One of the out of school factors which could explain why girls do better than boys in education is that girls have higher aspirations than boys.  Here’s some recent research which supports this while also suggesting that the relationship between gender and aspiration is also strongly influenced by social class background.

The data below’s taken from  The British Household Panel Survey and is based on a sample of nearly 5000 10-15 year olds. This research found (among other things!) that that boys are less likely than girls to aspire to go to college / university across all ethnic groups. The numbers are especially divergent for the white ethnic group – 57% (boys) and 74% (girls).

Gender and aspiration

However, when you break things down by social class background (NB this is analysis!) things look more differentiated – Basically, boys from professional class backgrounds aspire to university, but those from all other social class backgrounds generally do not, while girls from all social class backgrounds seem to aspire to go to university.
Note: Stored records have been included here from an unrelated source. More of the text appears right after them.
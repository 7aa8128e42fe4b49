pub mod export_service;
pub mod scaffold;

pub use export_service::ExportService;
pub use scaffold::ScaffoldGenerator;
use crate::core::types::*;
use anyhow::Result;
use async_trait::async_trait;

/// Trait for format conversion
#[async_trait]
pub trait FormatConverter {
    /// Normalize a raw extraction payload from any Figma exporter
    async fn normalize(
        &self,
        raw: RawExtraction,
    ) -> Result<ExtractionSnapshot, crate::core::errors::ParseError>;

    /// Convert a component payload to the unified record format
    fn convert_to_components(
        &self,
        payload: &serde_json::Value,
    ) -> Result<Vec<RawComponent>, crate::core::errors::ParseError>;

    /// Convert a token payload to the unified token format
    fn convert_to_tokens(
        &self,
        payload: &serde_json::Value,
    ) -> Result<Vec<DesignToken>, crate::core::errors::ParseError>;
}

/// Trait for exporting documentation
pub trait ExportService {
    /// Export to JSON format
    fn export_to_json(
        &self,
        snapshot: &ExtractionSnapshot,
        config: &ExportConfig,
    ) -> Result<String, crate::core::errors::ExportError>;

    /// Export to Markdown format
    fn export_to_markdown(
        &self,
        snapshot: &ExtractionSnapshot,
        config: &ExportConfig,
    ) -> Result<String, crate::core::errors::ExportError>;

    /// Generate a summary of the documented system
    fn generate_summary(&self, snapshot: &ExtractionSnapshot) -> DocSummary;
}

/// Configuration for export settings
#[derive(Debug, Clone, serde::Serialize, serde::Deserialize)]
pub struct ExportConfig {
    pub format: ExportFormat,
    pub include_summary: bool,
    pub include_scaffolds: bool,
    pub max_icons_shown: usize,
    pub sort_by: SortBy,
}

#[derive(Debug, Clone, Copy, PartialEq, Eq, serde::Serialize, serde::Deserialize)]
#[serde(rename_all = "lowercase")]
pub enum ExportFormat {
    Json,
    Markdown,
}

#[derive(Debug, Clone, Copy, PartialEq, Eq, serde::Serialize, serde::Deserialize)]
#[serde(rename_all = "lowercase")]
pub enum SortBy {
    Priority,
    Usage,
    Name,
}

impl Default for ExportConfig {
    fn default() -> Self {
        Self {
            format: ExportFormat::Markdown,
            include_summary: true,
            include_scaffolds: true,
            max_icons_shown: 5,
            sort_by: SortBy::Priority,
        }
    }
}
gender class and aspiration

To put it bluntly (OK crudely) what these statistical comparisons suggest is that working class boys don’t generally aspire to go to university, whereas working class girls do.

Strengths of this data

Nice easy comparisons – As evidenced in the perty charts.

You can use it as broad supporting evidence of girls aspirations being higher than boys, with an ‘analysis twist’

Limitations of this data 

Of course the above statistics (this is a classic limitation of quantitative data) tell you nothing about why working class boys but not working class girls do not aspire to go to university. It could be due to parental attitudes filtering down differently to girls than boys, or it may be other factors which have nothing to do with socialisation. These stats don’t actually tell us!

Questions for discussion 

  • Summarize the relationship between social class, gender and educational aspiration
  • Suggest one reason for the above relationship

Extension Question – This information was relatively easy to find, it’s quite easy to understand, directly relevant to the AS Sociology syllabus and gives you some easy analysis points – how many of the new (forthcoming) AS text books would you expect to find this information in?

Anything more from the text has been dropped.